[Opening Data extract section]
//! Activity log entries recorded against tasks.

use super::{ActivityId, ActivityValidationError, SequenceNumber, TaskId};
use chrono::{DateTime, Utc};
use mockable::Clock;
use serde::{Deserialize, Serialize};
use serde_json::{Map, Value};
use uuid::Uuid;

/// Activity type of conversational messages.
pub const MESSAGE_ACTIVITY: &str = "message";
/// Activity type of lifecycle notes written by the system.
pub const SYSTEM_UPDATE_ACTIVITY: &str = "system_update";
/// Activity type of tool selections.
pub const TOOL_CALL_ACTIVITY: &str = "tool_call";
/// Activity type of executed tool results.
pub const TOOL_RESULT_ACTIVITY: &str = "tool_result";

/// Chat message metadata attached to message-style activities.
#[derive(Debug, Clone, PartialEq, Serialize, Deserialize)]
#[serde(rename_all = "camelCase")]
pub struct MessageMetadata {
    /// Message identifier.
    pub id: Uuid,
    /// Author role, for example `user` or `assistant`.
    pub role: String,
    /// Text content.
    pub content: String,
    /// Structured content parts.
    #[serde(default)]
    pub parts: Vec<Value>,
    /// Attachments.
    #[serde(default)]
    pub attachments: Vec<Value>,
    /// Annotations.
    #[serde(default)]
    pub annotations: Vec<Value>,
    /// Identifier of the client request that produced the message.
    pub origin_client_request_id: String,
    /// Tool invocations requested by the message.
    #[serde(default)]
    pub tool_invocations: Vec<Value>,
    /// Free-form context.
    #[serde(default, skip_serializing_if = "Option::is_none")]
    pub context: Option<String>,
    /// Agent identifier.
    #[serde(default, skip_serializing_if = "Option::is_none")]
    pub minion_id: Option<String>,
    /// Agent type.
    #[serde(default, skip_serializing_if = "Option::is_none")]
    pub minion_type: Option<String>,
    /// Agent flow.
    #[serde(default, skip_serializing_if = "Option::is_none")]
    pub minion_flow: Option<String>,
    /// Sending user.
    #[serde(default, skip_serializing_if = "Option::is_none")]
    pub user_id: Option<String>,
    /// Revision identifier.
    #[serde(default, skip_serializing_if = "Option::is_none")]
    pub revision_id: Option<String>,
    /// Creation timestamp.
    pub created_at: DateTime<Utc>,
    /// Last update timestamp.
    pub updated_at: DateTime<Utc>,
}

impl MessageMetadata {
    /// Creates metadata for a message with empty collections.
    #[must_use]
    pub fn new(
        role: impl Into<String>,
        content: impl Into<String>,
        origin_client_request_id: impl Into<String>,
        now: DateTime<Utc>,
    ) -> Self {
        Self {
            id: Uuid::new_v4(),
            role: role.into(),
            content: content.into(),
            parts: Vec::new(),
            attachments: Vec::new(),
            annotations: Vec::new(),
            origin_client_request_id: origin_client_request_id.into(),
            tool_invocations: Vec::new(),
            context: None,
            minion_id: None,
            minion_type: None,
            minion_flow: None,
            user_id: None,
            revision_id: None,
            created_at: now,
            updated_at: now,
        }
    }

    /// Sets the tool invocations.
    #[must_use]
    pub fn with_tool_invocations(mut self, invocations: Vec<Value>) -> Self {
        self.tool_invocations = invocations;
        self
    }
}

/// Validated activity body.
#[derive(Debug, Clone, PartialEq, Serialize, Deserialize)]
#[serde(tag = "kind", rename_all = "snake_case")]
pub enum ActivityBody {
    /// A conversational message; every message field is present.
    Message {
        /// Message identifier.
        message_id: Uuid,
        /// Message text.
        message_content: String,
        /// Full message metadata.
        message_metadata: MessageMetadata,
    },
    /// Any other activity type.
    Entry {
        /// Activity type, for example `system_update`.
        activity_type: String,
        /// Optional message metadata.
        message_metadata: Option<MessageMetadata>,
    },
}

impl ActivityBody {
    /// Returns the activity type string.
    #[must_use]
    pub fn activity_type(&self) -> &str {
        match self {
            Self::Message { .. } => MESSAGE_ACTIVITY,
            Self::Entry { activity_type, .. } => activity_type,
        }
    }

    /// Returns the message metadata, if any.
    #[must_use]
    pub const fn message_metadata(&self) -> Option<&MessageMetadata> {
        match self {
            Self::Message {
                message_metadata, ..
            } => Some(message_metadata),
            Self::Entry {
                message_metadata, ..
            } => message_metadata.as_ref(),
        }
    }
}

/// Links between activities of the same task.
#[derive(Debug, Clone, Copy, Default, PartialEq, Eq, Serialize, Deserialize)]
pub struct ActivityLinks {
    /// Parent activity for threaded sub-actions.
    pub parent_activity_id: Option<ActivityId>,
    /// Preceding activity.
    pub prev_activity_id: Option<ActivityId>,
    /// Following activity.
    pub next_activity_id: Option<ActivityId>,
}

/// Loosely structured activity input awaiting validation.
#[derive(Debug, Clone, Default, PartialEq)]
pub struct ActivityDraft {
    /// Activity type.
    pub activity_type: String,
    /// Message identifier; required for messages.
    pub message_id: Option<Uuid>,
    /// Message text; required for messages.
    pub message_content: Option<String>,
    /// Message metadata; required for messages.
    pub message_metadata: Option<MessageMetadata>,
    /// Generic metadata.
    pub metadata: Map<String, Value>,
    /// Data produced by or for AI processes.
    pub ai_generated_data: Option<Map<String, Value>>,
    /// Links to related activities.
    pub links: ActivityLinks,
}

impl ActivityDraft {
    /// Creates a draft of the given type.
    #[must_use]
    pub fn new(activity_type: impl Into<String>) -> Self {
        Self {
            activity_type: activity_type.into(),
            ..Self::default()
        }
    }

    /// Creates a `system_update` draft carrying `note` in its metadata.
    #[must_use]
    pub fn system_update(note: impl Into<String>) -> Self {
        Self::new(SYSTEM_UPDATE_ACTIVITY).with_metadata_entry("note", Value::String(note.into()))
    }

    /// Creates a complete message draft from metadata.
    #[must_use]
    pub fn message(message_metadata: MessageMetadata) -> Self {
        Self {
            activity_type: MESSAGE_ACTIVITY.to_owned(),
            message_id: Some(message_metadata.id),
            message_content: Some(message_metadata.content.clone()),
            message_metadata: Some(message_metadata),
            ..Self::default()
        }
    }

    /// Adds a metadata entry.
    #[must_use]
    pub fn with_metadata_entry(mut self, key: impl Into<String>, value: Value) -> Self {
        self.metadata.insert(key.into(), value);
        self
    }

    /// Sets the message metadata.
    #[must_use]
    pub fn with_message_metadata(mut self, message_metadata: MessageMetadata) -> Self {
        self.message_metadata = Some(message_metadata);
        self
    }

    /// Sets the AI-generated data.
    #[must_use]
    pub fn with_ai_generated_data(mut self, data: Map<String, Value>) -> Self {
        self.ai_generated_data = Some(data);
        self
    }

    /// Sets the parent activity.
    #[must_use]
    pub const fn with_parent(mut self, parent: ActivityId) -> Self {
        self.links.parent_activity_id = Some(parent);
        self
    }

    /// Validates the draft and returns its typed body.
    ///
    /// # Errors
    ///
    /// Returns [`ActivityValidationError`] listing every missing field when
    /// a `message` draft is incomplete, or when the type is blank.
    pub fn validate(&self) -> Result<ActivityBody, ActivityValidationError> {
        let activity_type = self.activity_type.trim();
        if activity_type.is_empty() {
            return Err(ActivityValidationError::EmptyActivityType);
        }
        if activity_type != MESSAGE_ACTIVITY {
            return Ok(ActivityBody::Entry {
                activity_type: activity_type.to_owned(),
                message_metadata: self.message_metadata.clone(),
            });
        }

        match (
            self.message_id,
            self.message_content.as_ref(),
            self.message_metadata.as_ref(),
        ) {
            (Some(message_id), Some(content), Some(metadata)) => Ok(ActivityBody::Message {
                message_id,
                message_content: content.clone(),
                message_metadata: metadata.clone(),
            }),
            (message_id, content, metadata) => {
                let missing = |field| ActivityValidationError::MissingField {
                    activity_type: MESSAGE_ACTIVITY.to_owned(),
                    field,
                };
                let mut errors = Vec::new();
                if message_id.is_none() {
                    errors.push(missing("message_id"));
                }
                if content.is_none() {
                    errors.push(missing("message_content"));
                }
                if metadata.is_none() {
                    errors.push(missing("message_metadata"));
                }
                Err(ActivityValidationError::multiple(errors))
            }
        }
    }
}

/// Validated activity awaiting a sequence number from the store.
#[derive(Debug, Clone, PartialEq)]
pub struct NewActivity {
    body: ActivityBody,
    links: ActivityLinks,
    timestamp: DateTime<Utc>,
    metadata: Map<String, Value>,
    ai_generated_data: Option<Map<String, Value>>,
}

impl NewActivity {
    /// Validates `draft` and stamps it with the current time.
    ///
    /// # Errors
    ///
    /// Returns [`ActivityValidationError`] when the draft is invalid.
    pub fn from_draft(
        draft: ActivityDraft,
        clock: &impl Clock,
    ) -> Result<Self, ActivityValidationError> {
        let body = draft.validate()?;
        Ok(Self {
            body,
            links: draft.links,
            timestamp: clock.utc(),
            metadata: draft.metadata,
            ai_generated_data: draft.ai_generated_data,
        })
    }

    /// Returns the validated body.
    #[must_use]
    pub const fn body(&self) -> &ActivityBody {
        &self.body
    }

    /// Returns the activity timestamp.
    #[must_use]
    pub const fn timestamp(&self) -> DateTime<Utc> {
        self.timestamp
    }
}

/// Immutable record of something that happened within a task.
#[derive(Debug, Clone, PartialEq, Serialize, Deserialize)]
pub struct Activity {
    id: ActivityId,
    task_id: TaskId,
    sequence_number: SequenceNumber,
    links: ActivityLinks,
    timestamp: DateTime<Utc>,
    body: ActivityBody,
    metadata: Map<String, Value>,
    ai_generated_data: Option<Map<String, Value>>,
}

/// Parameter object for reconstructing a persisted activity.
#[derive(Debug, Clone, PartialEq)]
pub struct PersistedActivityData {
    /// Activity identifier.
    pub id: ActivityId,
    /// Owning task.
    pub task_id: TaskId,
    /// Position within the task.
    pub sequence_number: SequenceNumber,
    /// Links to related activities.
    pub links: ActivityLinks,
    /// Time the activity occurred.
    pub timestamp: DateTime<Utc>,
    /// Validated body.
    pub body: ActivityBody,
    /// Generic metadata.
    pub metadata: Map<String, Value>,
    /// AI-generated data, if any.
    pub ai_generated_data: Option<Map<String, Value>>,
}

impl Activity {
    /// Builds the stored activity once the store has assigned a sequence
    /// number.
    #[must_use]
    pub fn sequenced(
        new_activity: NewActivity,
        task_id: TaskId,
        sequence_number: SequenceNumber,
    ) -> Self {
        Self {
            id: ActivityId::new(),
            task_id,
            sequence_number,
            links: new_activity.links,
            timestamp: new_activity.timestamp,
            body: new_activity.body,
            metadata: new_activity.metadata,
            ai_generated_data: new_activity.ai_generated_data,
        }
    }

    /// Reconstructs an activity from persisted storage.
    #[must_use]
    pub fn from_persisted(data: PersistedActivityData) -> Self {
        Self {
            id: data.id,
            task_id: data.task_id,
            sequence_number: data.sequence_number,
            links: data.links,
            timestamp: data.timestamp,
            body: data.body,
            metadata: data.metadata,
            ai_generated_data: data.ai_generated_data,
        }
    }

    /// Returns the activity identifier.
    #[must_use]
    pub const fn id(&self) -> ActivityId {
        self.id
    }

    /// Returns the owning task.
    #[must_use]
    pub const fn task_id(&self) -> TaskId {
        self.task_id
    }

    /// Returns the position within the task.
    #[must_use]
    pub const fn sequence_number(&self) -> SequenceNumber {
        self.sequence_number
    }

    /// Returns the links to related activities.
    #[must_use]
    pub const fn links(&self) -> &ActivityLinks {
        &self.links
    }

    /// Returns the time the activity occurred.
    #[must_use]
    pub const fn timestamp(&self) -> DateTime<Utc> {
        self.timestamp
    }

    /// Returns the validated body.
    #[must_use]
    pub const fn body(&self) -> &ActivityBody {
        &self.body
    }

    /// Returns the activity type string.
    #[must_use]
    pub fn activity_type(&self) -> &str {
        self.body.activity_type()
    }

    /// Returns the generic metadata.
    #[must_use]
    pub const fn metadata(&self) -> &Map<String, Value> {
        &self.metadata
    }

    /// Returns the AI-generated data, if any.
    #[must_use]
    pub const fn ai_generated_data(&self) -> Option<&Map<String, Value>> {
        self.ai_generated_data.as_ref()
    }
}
[Closing Data extract section]
→ **What this task involves**: Could you show every line of the listing that holds the string "parts"?

→ **Output of the task**:
    /// Structured content parts.
    pub parts: Vec<Value>,
            parts: Vec::new(),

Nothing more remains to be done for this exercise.